"""

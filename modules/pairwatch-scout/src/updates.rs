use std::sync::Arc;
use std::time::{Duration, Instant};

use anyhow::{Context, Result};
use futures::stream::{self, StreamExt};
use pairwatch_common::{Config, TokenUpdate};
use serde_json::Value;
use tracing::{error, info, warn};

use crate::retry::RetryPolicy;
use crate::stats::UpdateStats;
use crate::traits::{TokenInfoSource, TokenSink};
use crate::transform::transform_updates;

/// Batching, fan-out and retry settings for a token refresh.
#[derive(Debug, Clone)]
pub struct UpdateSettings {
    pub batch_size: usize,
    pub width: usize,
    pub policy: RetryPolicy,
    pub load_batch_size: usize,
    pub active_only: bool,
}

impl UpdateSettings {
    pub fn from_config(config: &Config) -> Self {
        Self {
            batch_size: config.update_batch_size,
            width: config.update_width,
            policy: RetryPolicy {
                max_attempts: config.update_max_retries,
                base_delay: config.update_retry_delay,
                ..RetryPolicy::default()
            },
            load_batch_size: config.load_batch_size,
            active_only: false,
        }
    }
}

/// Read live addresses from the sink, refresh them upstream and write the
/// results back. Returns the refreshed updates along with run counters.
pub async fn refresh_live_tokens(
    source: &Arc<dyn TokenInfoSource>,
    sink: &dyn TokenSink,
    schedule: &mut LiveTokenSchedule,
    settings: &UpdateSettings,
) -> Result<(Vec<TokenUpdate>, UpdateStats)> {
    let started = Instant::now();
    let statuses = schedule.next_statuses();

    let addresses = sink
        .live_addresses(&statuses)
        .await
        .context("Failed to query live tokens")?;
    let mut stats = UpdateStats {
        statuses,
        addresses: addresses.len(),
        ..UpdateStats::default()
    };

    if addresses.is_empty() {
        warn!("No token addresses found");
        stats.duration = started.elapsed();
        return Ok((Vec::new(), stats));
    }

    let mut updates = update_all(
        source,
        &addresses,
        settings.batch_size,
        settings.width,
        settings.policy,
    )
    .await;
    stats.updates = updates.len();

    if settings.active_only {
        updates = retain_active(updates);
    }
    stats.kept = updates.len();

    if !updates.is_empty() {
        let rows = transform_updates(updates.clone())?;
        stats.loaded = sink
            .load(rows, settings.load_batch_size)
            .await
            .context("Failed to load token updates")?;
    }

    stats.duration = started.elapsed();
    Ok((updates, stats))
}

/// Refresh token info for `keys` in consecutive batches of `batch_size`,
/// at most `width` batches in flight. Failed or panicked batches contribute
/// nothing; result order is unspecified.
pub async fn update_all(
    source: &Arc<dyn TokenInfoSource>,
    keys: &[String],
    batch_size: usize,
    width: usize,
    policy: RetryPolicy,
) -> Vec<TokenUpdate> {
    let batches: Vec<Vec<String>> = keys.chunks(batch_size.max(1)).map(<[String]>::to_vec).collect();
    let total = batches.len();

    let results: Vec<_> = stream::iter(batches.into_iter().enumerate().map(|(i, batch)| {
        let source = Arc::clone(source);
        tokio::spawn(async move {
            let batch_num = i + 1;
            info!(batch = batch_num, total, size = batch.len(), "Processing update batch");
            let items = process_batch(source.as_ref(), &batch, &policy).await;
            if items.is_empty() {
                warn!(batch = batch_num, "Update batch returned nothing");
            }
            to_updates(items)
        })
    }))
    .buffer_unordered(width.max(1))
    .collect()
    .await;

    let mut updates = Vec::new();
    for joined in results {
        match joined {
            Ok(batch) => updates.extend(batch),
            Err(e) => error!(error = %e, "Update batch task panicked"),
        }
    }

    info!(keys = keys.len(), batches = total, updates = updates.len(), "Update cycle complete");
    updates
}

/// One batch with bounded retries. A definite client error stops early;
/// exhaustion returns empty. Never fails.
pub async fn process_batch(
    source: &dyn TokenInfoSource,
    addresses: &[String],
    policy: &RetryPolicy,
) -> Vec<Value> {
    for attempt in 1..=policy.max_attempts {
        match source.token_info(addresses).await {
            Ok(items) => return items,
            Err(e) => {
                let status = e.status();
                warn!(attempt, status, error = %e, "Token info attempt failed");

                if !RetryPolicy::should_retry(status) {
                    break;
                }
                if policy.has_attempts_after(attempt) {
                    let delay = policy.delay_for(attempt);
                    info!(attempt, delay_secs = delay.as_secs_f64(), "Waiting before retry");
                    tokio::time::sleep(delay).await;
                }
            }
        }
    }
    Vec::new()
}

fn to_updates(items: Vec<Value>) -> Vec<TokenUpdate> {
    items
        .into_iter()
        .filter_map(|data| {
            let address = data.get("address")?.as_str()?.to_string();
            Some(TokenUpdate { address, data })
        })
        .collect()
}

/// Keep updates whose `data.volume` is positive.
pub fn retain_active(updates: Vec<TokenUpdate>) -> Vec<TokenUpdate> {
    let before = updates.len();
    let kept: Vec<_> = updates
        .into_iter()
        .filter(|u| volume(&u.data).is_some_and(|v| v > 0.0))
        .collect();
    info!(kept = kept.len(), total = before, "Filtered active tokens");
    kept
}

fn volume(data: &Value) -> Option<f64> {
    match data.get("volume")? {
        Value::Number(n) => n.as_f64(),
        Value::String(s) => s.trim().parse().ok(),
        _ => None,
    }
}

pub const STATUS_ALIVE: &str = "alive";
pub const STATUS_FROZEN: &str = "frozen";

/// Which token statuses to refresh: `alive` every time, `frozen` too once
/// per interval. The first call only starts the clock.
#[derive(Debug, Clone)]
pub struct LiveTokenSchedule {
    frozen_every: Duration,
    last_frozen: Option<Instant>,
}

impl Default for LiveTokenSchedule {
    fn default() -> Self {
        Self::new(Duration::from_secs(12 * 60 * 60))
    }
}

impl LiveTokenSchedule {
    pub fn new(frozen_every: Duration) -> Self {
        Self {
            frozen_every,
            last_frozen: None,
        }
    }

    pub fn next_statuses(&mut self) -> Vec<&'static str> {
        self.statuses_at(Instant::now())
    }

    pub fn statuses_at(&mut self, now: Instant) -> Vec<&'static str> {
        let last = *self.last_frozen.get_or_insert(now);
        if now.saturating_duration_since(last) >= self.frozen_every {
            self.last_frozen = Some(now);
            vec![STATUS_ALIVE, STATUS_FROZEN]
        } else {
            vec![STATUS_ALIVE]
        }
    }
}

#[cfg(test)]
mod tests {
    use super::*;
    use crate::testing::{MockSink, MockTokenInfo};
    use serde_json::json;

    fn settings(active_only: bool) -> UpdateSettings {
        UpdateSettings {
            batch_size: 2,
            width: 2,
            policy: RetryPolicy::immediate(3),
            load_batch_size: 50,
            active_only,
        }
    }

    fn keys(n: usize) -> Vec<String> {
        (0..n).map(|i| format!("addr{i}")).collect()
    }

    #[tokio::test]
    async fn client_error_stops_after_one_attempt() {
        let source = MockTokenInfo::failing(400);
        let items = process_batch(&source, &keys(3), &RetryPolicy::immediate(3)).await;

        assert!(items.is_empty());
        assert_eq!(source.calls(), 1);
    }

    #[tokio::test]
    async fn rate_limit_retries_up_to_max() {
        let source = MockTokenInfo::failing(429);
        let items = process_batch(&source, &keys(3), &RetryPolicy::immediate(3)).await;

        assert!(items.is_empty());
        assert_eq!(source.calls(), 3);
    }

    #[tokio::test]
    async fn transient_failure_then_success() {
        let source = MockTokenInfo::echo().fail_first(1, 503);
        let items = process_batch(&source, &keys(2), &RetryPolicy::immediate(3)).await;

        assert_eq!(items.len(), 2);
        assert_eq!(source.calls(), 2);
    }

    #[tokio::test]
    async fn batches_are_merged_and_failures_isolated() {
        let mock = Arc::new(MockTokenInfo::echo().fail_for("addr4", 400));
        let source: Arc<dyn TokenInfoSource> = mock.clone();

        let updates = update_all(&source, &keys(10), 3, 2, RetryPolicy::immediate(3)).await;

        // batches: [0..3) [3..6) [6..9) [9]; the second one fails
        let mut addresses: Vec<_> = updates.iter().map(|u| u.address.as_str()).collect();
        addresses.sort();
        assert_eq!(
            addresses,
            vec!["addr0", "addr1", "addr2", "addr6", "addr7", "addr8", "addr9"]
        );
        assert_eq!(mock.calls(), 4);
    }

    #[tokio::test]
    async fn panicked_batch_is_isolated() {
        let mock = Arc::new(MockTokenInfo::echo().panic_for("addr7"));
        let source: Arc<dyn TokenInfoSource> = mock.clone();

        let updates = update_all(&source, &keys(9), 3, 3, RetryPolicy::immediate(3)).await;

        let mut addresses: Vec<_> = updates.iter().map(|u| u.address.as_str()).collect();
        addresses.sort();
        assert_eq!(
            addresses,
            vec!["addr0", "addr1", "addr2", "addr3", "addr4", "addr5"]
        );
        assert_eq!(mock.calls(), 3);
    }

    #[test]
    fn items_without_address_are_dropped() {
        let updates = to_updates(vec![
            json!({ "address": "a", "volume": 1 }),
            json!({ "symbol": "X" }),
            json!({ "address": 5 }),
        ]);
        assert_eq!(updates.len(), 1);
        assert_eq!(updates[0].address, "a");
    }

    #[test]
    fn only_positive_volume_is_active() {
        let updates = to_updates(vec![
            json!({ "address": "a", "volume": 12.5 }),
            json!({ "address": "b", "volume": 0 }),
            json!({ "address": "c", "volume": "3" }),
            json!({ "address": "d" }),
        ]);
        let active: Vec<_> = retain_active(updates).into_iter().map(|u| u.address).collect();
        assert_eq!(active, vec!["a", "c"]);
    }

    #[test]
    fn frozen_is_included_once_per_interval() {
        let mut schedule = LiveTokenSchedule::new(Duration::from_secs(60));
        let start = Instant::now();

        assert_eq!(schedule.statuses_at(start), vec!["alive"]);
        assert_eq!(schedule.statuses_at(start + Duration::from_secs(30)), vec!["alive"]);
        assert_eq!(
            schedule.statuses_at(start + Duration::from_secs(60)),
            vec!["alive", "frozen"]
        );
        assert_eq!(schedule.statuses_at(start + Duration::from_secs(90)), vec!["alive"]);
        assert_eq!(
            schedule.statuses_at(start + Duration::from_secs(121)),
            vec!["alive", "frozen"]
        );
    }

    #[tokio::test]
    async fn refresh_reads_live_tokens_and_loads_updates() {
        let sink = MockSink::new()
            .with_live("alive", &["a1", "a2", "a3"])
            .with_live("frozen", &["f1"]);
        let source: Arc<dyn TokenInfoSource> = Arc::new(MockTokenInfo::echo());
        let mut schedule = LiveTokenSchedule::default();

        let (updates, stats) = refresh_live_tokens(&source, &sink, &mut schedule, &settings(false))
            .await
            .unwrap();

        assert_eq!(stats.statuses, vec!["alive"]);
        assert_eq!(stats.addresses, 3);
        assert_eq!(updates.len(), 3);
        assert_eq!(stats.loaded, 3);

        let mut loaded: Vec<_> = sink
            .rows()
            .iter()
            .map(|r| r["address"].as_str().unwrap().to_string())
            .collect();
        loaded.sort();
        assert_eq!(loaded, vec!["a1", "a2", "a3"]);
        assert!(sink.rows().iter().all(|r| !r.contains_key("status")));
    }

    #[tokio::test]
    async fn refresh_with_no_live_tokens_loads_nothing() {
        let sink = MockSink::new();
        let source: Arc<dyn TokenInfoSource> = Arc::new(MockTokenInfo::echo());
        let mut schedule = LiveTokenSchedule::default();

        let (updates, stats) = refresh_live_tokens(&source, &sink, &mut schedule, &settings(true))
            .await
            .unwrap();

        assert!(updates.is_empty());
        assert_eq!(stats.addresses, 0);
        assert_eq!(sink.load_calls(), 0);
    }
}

"""
"""

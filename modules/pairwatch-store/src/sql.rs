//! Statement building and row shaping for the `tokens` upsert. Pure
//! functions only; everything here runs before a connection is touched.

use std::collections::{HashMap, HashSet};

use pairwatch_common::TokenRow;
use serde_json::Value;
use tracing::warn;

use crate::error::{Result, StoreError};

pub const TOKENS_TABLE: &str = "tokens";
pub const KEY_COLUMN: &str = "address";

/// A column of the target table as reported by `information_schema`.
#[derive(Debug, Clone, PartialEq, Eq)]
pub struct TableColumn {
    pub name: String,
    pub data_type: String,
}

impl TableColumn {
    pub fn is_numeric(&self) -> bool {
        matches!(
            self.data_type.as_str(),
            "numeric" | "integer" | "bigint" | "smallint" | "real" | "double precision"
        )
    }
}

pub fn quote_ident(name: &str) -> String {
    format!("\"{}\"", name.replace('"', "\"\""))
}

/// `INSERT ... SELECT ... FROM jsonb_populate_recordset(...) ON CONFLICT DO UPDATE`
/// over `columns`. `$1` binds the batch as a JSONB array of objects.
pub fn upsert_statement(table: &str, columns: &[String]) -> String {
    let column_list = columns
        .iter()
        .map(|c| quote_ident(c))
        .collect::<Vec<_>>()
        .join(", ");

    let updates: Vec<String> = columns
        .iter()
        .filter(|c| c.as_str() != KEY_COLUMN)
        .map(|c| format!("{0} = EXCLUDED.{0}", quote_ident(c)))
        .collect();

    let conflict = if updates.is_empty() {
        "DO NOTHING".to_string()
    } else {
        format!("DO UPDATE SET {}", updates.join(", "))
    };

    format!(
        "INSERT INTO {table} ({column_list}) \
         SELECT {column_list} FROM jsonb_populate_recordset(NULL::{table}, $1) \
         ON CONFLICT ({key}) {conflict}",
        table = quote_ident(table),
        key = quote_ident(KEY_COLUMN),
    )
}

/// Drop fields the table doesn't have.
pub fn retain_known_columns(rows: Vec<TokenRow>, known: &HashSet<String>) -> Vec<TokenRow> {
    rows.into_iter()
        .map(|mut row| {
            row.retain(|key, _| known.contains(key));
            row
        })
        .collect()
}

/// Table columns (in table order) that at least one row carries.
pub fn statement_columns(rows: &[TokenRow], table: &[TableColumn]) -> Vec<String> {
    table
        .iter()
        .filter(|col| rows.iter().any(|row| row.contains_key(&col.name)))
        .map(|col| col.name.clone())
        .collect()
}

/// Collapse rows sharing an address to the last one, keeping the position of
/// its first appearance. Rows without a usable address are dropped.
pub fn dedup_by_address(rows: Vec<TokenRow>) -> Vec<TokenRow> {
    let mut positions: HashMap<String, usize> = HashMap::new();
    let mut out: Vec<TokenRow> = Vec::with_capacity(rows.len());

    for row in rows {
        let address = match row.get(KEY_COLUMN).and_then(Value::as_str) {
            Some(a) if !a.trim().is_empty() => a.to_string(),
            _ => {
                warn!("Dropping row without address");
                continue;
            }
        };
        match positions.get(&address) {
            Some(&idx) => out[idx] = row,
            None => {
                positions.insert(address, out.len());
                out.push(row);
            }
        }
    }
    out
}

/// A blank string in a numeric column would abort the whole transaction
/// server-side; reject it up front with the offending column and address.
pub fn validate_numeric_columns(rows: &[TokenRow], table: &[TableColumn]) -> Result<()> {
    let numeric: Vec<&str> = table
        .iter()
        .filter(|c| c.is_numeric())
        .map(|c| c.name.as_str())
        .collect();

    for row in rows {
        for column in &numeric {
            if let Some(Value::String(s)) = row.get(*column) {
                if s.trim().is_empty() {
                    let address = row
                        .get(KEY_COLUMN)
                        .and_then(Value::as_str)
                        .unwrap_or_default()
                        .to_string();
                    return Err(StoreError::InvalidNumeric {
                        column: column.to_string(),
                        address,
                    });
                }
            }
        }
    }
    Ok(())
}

"""
"""

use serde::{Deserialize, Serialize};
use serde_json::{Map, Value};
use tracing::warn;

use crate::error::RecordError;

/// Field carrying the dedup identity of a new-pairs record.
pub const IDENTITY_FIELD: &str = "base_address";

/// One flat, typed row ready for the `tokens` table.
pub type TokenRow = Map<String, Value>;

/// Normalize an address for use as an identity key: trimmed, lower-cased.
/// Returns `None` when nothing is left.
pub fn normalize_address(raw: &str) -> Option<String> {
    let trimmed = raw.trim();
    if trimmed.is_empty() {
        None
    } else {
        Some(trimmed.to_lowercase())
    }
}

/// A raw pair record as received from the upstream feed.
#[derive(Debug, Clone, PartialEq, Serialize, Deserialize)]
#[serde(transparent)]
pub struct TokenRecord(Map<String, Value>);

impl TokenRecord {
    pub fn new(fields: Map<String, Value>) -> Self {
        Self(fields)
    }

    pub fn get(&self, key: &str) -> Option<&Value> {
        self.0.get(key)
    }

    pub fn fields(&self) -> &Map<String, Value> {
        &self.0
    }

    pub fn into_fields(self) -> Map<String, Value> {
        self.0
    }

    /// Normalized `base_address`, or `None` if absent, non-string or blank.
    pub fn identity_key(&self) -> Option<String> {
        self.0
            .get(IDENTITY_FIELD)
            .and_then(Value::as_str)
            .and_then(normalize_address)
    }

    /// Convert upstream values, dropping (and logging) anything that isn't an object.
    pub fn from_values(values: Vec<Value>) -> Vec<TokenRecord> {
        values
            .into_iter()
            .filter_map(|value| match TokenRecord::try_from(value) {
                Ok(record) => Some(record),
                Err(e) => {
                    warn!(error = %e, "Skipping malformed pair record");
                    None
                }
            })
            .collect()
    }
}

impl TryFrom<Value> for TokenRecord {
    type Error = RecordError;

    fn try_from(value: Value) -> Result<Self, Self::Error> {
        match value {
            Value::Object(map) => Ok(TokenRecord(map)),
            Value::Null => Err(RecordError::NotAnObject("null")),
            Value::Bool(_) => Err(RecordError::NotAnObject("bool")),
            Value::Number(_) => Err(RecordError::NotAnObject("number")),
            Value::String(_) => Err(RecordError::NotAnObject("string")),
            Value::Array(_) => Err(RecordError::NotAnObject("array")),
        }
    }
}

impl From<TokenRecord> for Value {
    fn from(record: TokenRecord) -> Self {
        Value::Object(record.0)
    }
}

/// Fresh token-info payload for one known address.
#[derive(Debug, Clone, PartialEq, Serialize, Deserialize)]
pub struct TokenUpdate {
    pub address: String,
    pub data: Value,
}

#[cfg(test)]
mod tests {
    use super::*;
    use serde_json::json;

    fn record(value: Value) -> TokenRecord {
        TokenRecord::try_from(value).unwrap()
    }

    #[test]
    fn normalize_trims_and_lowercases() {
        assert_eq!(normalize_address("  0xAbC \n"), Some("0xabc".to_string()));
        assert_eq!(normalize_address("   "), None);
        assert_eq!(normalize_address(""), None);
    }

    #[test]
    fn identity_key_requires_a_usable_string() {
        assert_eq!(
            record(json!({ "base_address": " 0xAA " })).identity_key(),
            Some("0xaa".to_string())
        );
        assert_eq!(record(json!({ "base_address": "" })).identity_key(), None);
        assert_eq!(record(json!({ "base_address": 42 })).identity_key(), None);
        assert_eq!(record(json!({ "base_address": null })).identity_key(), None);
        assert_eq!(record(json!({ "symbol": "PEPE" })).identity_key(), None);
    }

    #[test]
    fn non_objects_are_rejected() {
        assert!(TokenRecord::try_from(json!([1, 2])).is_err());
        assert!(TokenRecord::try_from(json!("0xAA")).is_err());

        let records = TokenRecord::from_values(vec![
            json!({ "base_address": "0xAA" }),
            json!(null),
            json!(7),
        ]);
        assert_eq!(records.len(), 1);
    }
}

"""

_Exercise description_: The line above containing "filename modules/pairwatch-scout/src/updates.rs", the line containing "use crate::stats::UpdateStats;", and every line between them are to be transcribed exactly; no other line is wanted.

_Response to this exercise_:
filename modules/pairwatch-scout/src/updates.rs
use std::sync::Arc;
use std::time::{Duration, Instant};

use anyhow::{Context, Result};
use futures::stream::{self, StreamExt};
use pairwatch_common::{Config, TokenUpdate};
use serde_json::Value;
use tracing::{error, info, warn};

use crate::retry::RetryPolicy;
use crate::stats::UpdateStats;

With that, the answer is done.